Required action:
Every word of the data must be reproduced in your reply exactly.

Data:
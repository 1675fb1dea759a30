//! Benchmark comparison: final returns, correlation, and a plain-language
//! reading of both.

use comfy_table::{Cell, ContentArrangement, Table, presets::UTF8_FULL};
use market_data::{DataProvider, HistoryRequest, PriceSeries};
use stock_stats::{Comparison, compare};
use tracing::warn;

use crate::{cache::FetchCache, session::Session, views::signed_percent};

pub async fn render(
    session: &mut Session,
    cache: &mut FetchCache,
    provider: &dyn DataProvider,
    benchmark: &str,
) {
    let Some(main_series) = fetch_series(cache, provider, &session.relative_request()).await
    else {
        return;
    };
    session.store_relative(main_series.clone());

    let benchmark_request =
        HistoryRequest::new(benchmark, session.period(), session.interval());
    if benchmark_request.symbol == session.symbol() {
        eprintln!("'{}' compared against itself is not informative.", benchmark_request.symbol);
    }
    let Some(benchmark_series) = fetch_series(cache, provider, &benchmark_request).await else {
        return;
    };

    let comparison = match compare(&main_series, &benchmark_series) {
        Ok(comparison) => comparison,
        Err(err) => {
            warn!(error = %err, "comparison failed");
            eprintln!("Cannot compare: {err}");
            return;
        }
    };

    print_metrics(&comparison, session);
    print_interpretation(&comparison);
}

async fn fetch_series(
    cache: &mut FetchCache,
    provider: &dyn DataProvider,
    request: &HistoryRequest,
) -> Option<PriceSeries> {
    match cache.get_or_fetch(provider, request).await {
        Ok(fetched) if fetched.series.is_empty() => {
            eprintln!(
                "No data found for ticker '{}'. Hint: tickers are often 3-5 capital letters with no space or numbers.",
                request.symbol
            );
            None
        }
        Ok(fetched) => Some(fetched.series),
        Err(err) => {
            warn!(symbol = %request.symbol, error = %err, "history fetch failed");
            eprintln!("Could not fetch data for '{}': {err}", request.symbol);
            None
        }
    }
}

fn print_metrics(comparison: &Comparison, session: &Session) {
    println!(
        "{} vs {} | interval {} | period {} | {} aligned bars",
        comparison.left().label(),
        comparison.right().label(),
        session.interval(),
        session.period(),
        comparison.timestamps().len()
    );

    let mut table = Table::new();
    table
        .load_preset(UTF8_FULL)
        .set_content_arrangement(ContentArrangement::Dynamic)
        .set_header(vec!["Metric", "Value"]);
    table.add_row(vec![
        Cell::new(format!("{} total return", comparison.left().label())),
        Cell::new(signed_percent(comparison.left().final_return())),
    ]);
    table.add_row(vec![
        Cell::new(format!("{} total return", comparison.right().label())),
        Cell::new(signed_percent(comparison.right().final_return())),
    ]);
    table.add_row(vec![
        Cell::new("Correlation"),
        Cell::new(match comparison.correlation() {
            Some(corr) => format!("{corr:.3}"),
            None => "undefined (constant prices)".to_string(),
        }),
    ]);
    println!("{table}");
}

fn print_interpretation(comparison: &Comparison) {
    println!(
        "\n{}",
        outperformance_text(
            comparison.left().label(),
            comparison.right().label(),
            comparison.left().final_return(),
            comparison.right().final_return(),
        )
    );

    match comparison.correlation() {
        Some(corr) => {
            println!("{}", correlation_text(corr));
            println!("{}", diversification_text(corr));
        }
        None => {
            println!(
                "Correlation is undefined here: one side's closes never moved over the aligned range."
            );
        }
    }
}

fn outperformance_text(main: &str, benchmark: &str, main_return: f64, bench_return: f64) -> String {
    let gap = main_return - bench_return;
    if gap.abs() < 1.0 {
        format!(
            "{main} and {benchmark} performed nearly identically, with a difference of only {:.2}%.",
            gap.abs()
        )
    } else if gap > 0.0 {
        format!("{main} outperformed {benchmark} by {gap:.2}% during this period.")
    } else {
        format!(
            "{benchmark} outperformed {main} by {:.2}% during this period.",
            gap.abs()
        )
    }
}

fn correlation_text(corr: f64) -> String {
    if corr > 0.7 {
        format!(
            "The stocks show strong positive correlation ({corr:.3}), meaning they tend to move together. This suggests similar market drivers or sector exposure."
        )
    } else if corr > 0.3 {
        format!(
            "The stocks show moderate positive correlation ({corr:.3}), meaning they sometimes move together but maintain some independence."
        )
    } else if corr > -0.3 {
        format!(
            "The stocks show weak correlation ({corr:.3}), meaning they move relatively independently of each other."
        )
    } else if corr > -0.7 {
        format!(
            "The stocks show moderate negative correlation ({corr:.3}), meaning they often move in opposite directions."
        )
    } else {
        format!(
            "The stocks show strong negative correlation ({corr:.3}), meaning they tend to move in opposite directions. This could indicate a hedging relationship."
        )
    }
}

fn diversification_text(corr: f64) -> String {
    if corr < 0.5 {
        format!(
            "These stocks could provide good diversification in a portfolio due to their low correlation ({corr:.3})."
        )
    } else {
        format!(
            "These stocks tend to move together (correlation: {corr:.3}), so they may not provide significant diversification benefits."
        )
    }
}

The completed task:
repository 1675fb1dea759a30
//! Benchmark comparison: final returns, correlation, and a plain-language
//! reading of both.

use comfy_table::{Cell, ContentArrangement, Table, presets::UTF8_FULL};
use market_data::{DataProvider, HistoryRequest, PriceSeries};
use stock_stats::{Comparison, compare};
use tracing::warn;

use crate::{cache::FetchCache, session::Session, views::signed_percent};

pub async fn render(
    session: &mut Session,
    cache: &mut FetchCache,
    provider: &dyn DataProvider,
    benchmark: &str,
) {
    let Some(main_series) = fetch_series(cache, provider, &session.relative_request()).await
    else {
        return;
    };
    session.store_relative(main_series.clone());

    let benchmark_request =
        HistoryRequest::new(benchmark, session.period(), session.interval());
    if benchmark_request.symbol == session.symbol() {
        eprintln!("'{}' compared against itself is not informative.", benchmark_request.symbol);
    }
    let Some(benchmark_series) = fetch_series(cache, provider, &benchmark_request).await else {
        return;
    };

    let comparison = match compare(&main_series, &benchmark_series) {
        Ok(comparison) => comparison,
        Err(err) => {
            warn!(error = %err, "comparison failed");
            eprintln!("Cannot compare: {err}");
            return;
        }
    };

    print_metrics(&comparison, session);
    print_interpretation(&comparison);
}

async fn fetch_series(
    cache: &mut FetchCache,
    provider: &dyn DataProvider,
    request: &HistoryRequest,
) -> Option<PriceSeries> {
    match cache.get_or_fetch(provider, request).await {
        Ok(fetched) if fetched.series.is_empty() => {
            eprintln!(
                "No data found for ticker '{}'. Hint: tickers are often 3-5 capital letters with no space or numbers.",
                request.symbol
            );
            None
        }
        Ok(fetched) => Some(fetched.series),
        Err(err) => {
            warn!(symbol = %request.symbol, error = %err, "history fetch failed");
            eprintln!("Could not fetch data for '{}': {err}", request.symbol);
            None
        }
    }
}

fn print_metrics(comparison: &Comparison, session: &Session) {
    println!(
        "{} vs {} | interval {} | period {} | {} aligned bars",
        comparison.left().label(),
        comparison.right().label(),
        session.interval(),
        session.period(),
        comparison.timestamps().len()
    );

    let mut table = Table::new();
    table
        .load_preset(UTF8_FULL)
        .set_content_arrangement(ContentArrangement::Dynamic)
        .set_header(vec!["Metric", "Value"]);
    table.add_row(vec![
        Cell::new(format!("{} total return", comparison.left().label())),
        Cell::new(signed_percent(comparison.left().final_return())),
    ]);
    table.add_row(vec![
        Cell::new(format!("{} total return", comparison.right().label())),
        Cell::new(signed_percent(comparison.right().final_return())),
    ]);
    table.add_row(vec![
        Cell::new("Correlation"),
        Cell::new(match comparison.correlation() {
            Some(corr) => format!("{corr:.3}"),
            None => "undefined (constant prices)".to_string(),
        }),
    ]);
    println!("{table}");
}

fn print_interpretation(comparison: &Comparison) {
    println!(
        "\n{}",
        outperformance_text(
            comparison.left().label(),
            comparison.right().label(),
            comparison.left().final_return(),
            comparison.right().final_return(),
        )
    );

    match comparison.correlation() {
        Some(corr) => {
            println!("{}", correlation_text(corr));
            println!("{}", diversification_text(corr));
        }
        None => {
            println!(
                "Correlation is undefined here: one side's closes never moved over the aligned range."
            );
        }
    }
}

fn outperformance_text(main: &str, benchmark: &str, main_return: f64, bench_return: f64) -> String {
    let gap = main_return - bench_return;
    if gap.abs() < 1.0 {
        format!(
            "{main} and {benchmark} performed nearly identically, with a difference of only {:.2}%.",
            gap.abs()
        )
    } else if gap > 0.0 {
        format!("{main} outperformed {benchmark} by {gap:.2}% during this period.")
    } else {
        format!(
            "{benchmark} outperformed {main} by {:.2}% during this period.",
            gap.abs()
        )
    }
}

fn correlation_text(corr: f64) -> String {
    if corr > 0.7 {
        format!(
            "The stocks show strong positive correlation ({corr:.3}), meaning they tend to move together. This suggests similar market drivers or sector exposure."
        )
    } else if corr > 0.3 {
        format!(
            "The stocks show moderate positive correlation ({corr:.3}), meaning they sometimes move together but maintain some independence."
        )
    } else if corr > -0.3 {
        format!(
            "The stocks show weak correlation ({corr:.3}), meaning they move relatively independently of each other."
        )
    } else if corr > -0.7 {
        format!(
            "The stocks show moderate negative correlation ({corr:.3}), meaning they often move in opposite directions."
        )
    } else {
        format!(
            "The stocks show strong negative correlation ({corr:.3}), meaning they tend to move in opposite directions. This could indicate a hedging relationship."
        )
    }
}

fn diversification_text(corr: f64) -> String {
    if corr < 0.5 {
        format!(
            "These stocks could provide good diversification in a portfolio due to their low correlation ({corr:.3})."
        )
    } else {
        format!(
            "These stocks tend to move together (correlation: {corr:.3}), so they may not provide significant diversification benefits."
        )
    }
}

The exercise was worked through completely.